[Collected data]
· · · · ·

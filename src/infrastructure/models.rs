use std::str::FromStr;

use bigdecimal::BigDecimal;
use chrono::{DateTime, Utc};
use serde::{Deserialize, Deserializer, Serialize};
use serde_json::Value;

use crate::domain::cart::{CartLine, Product, UserId};
use crate::domain::errors::DomainError;
use crate::domain::order::{
    CustomerSummary, Invoice, InvoiceDetail, InvoiceDetailView, SellerOrder, SellerOrderView,
};

// ── Decimal columns ──────────────────────────────────────────────────────────

/// PostgREST renders `numeric` as a JSON number; accept strings too.
fn decimal<'de, D: Deserializer<'de>>(deserializer: D) -> Result<BigDecimal, D::Error> {
    let raw = match Value::deserialize(deserializer)? {
        Value::Number(n) => n.to_string(),
        Value::String(s) => s,
        other => {
            return Err(serde::de::Error::custom(format!(
                "expected a decimal, got {}",
                other
            )))
        }
    };
    BigDecimal::from_str(&raw).map_err(serde::de::Error::custom)
}

// ── Rows ─────────────────────────────────────────────────────────────────────

#[derive(Debug, Deserialize)]
pub struct IdRow {
    pub id: i64,
}

#[derive(Debug, Deserialize)]
pub struct CustomerRow {
    pub id: UserId,
    pub nombre: Option<String>,
    pub correo: Option<String>,
}

#[derive(Debug, Clone, Deserialize)]
pub struct CartRow {
    pub id: i64,
    pub id_producto: i64,
    pub id_usuario: UserId,
}

#[derive(Debug, Serialize)]
pub struct NewCartRow {
    pub id_producto: i64,
    pub id_usuario: UserId,
}

#[derive(Debug, Deserialize)]
pub struct ProductRow {
    pub id: i64,
    pub nombre: String,
    #[serde(deserialize_with = "decimal")]
    pub precio: BigDecimal,
}

#[derive(Debug, Deserialize)]
pub struct InvoiceRow {
    pub id: i64,
    pub fecha: DateTime<Utc>,
    #[serde(rename = "usuarioId")]
    pub usuario_id: UserId,
    #[serde(deserialize_with = "decimal")]
    pub total_factura: BigDecimal,
    pub numero_factura: String,
}

#[derive(Debug, Serialize)]
pub struct NewInvoiceRow {
    pub fecha: DateTime<Utc>,
    #[serde(rename = "usuarioId")]
    pub usuario_id: UserId,
    pub total_factura: BigDecimal,
    pub numero_factura: String,
}

#[derive(Debug, Deserialize)]
pub struct InvoiceDetailRow {
    pub id: i64,
    pub id_factura: i64,
    pub id_producto: i64,
}

#[derive(Debug, Serialize)]
pub struct NewInvoiceDetailRow {
    pub id_factura: i64,
    pub id_producto: i64,
}

#[derive(Debug, Deserialize)]
pub struct InvoiceWithDetailsRow {
    #[serde(flatten)]
    pub invoice: InvoiceRow,
    #[serde(default)]
    pub detalle_factura: Vec<InvoiceDetailRow>,
}

#[derive(Debug, Deserialize)]
pub struct SellerOrderRow {
    pub id: i64,
    pub estado: String,
    pub id_factura: i64,
}

#[derive(Debug, Serialize)]
pub struct NewSellerOrderRow {
    pub id_factura: i64,
    pub estado: &'static str,
}

#[derive(Debug, Deserialize)]
pub struct JoinedDetailRow {
    pub id: i64,
    pub id_producto: i64,
    pub producto: Option<ProductRow>,
}

#[derive(Debug, Deserialize)]
pub struct JoinedInvoiceRow {
    #[serde(flatten)]
    pub invoice: InvoiceRow,
    pub usuario: Option<CustomerRow>,
    #[serde(default)]
    pub detalle_factura: Vec<JoinedDetailRow>,
}

#[derive(Debug, Deserialize)]
pub struct JoinedSellerOrderRow {
    #[serde(flatten)]
    pub order: SellerOrderRow,
    pub factura: Option<JoinedInvoiceRow>,
}

#[derive(Debug, Serialize)]
pub struct NewReconciliationRow {
    pub id_orden_pago: String,
    pub id_usuario: UserId,
    pub monto: Option<BigDecimal>,
    pub estado: &'static str,
}

#[derive(Debug, Deserialize)]
pub struct ReconciliationRow {
    pub id: i64,
    pub id_orden_pago: String,
}

// ── Row → domain ─────────────────────────────────────────────────────────────

impl From<CartRow> for CartLine {
    fn from(r: CartRow) -> Self {
        CartLine {
            id: r.id,
            product_id: r.id_producto,
            user_id: r.id_usuario,
        }
    }
}

impl From<ProductRow> for Product {
    fn from(r: ProductRow) -> Self {
        Product {
            id: r.id,
            name: r.nombre,
            price: r.precio,
        }
    }
}

impl From<InvoiceRow> for Invoice {
    fn from(r: InvoiceRow) -> Self {
        Invoice {
            id: r.id,
            user_id: r.usuario_id,
            total: r.total_factura,
            invoice_number: r.numero_factura,
            issued_at: r.fecha,
        }
    }
}

impl From<InvoiceDetailRow> for InvoiceDetail {
    fn from(r: InvoiceDetailRow) -> Self {
        InvoiceDetail {
            id: r.id,
            invoice_id: r.id_factura,
            product_id: r.id_producto,
        }
    }
}

impl TryFrom<SellerOrderRow> for SellerOrder {
    type Error = DomainError;

    fn try_from(r: SellerOrderRow) -> Result<Self, Self::Error> {
        let status = r.estado.parse().map_err(|_| {
            DomainError::Store(format!(
                "seller order {} has unknown estado '{}'",
                r.id, r.estado
            ))
        })?;
        Ok(SellerOrder {
            id: r.id,
            invoice_id: r.id_factura,
            status,
        })
    }
}

impl TryFrom<JoinedSellerOrderRow> for SellerOrderView {
    type Error = DomainError;

    fn try_from(r: JoinedSellerOrderRow) -> Result<Self, Self::Error> {
        let order = SellerOrder::try_from(r.order)?;
        let Some(factura) = r.factura else {
            return Ok(SellerOrderView {
                order,
                invoice: None,
                customer: None,
                details: Vec::new(),
            });
        };

        Ok(SellerOrderView {
            order,
            invoice: Some(factura.invoice.into()),
            customer: factura.usuario.map(|u| CustomerSummary {
                id: u.id,
                name: u.nombre,
                email: u.correo,
            }),
            details: factura
                .detalle_factura
                .into_iter()
                .map(|d| InvoiceDetailView {
                    id: d.id,
                    product_id: d.id_producto,
                    product: d.producto.map(Product::from),
                })
                .collect(),
        })
    }
}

· · · · ·

### Problem details:
Word for word, give the records again.

### Answer to this exercise:
filename src/infrastructure/models.rs
use std::str::FromStr;

use bigdecimal::BigDecimal;
use chrono::{DateTime, Utc};
use serde::{Deserialize, Deserializer, Serialize};
use serde_json::Value;

use crate::domain::cart::{CartLine, Product, UserId};
use crate::domain::errors::DomainError;
use crate::domain::order::{
    CustomerSummary, Invoice, InvoiceDetail, InvoiceDetailView, SellerOrder, SellerOrderView,
};

// ── Decimal columns ──────────────────────────────────────────────────────────

/// PostgREST renders `numeric` as a JSON number; accept strings too.
fn decimal<'de, D: Deserializer<'de>>(deserializer: D) -> Result<BigDecimal, D::Error> {
    let raw = match Value::deserialize(deserializer)? {
        Value::Number(n) => n.to_string(),
        Value::String(s) => s,
        other => {
            return Err(serde::de::Error::custom(format!(
                "expected a decimal, got {}",
                other
            )))
        }
    };
    BigDecimal::from_str(&raw).map_err(serde::de::Error::custom)
}

// ── Rows ─────────────────────────────────────────────────────────────────────

#[derive(Debug, Deserialize)]
pub struct IdRow {
    pub id: i64,
}

#[derive(Debug, Deserialize)]
pub struct CustomerRow {
    pub id: UserId,
    pub nombre: Option<String>,
    pub correo: Option<String>,
}

#[derive(Debug, Clone, Deserialize)]
pub struct CartRow {
    pub id: i64,
    pub id_producto: i64,
    pub id_usuario: UserId,
}

#[derive(Debug, Serialize)]
pub struct NewCartRow {
    pub id_producto: i64,
    pub id_usuario: UserId,
}

#[derive(Debug, Deserialize)]
pub struct ProductRow {
    pub id: i64,
    pub nombre: String,
    #[serde(deserialize_with = "decimal")]
    pub precio: BigDecimal,
}

#[derive(Debug, Deserialize)]
pub struct InvoiceRow {
    pub id: i64,
    pub fecha: DateTime<Utc>,
    #[serde(rename = "usuarioId")]
    pub usuario_id: UserId,
    #[serde(deserialize_with = "decimal")]
    pub total_factura: BigDecimal,
    pub numero_factura: String,
}

#[derive(Debug, Serialize)]
pub struct NewInvoiceRow {
    pub fecha: DateTime<Utc>,
    #[serde(rename = "usuarioId")]
    pub usuario_id: UserId,
    pub total_factura: BigDecimal,
    pub numero_factura: String,
}

#[derive(Debug, Deserialize)]
pub struct InvoiceDetailRow {
    pub id: i64,
    pub id_factura: i64,
    pub id_producto: i64,
}

#[derive(Debug, Serialize)]
pub struct NewInvoiceDetailRow {
    pub id_factura: i64,
    pub id_producto: i64,
}

#[derive(Debug, Deserialize)]
pub struct InvoiceWithDetailsRow {
    #[serde(flatten)]
    pub invoice: InvoiceRow,
    #[serde(default)]
    pub detalle_factura: Vec<InvoiceDetailRow>,
}

#[derive(Debug, Deserialize)]
pub struct SellerOrderRow {
    pub id: i64,
    pub estado: String,
    pub id_factura: i64,
}

#[derive(Debug, Serialize)]
pub struct NewSellerOrderRow {
    pub id_factura: i64,
    pub estado: &'static str,
}

#[derive(Debug, Deserialize)]
pub struct JoinedDetailRow {
    pub id: i64,
    pub id_producto: i64,
    pub producto: Option<ProductRow>,
}

#[derive(Debug, Deserialize)]
pub struct JoinedInvoiceRow {
    #[serde(flatten)]
    pub invoice: InvoiceRow,
    pub usuario: Option<CustomerRow>,
    #[serde(default)]
    pub detalle_factura: Vec<JoinedDetailRow>,
}

#[derive(Debug, Deserialize)]
pub struct JoinedSellerOrderRow {
    #[serde(flatten)]
    pub order: SellerOrderRow,
    pub factura: Option<JoinedInvoiceRow>,
}

#[derive(Debug, Serialize)]
pub struct NewReconciliationRow {
    pub id_orden_pago: String,
    pub id_usuario: UserId,
    pub monto: Option<BigDecimal>,
    pub estado: &'static str,
}

#[derive(Debug, Deserialize)]
pub struct ReconciliationRow {
    pub id: i64,
    pub id_orden_pago: String,
}

// ── Row → domain ─────────────────────────────────────────────────────────────

impl From<CartRow> for CartLine {
    fn from(r: CartRow) -> Self {
        CartLine {
            id: r.id,
            product_id: r.id_producto,
            user_id: r.id_usuario,
        }
    }
}

impl From<ProductRow> for Product {
    fn from(r: ProductRow) -> Self {
        Product {
            id: r.id,
            name: r.nombre,
            price: r.precio,
        }
    }
}

impl From<InvoiceRow> for Invoice {
    fn from(r: InvoiceRow) -> Self {
        Invoice {
            id: r.id,
            user_id: r.usuario_id,
            total: r.total_factura,
            invoice_number: r.numero_factura,
            issued_at: r.fecha,
        }
    }
}

impl From<InvoiceDetailRow> for InvoiceDetail {
    fn from(r: InvoiceDetailRow) -> Self {
        InvoiceDetail {
            id: r.id,
            invoice_id: r.id_factura,
            product_id: r.id_producto,
        }
    }
}

impl TryFrom<SellerOrderRow> for SellerOrder {
    type Error = DomainError;

    fn try_from(r: SellerOrderRow) -> Result<Self, Self::Error> {
        let status = r.estado.parse().map_err(|_| {
            DomainError::Store(format!(
                "seller order {} has unknown estado '{}'",
                r.id, r.estado
            ))
        })?;
        Ok(SellerOrder {
            id: r.id,
            invoice_id: r.id_factura,
            status,
        })
    }
}

impl TryFrom<JoinedSellerOrderRow> for SellerOrderView {
    type Error = DomainError;

    fn try_from(r: JoinedSellerOrderRow) -> Result<Self, Self::Error> {
        let order = SellerOrder::try_from(r.order)?;
        let Some(factura) = r.factura else {
            return Ok(SellerOrderView {
                order,
                invoice: None,
                customer: None,
                details: Vec::new(),
            });
        };

        Ok(SellerOrderView {
            order,
            invoice: Some(factura.invoice.into()),
            customer: factura.usuario.map(|u| CustomerSummary {
                id: u.id,
                name: u.nombre,
                email: u.correo,
            }),
            details: factura
                .detalle_factura
                .into_iter()
                .map(|d| InvoiceDetailView {
                    id: d.id,
                    product_id: d.id_producto,
                    product: d.producto.map(Product::from),
                })
                .collect(),
        })
    }
}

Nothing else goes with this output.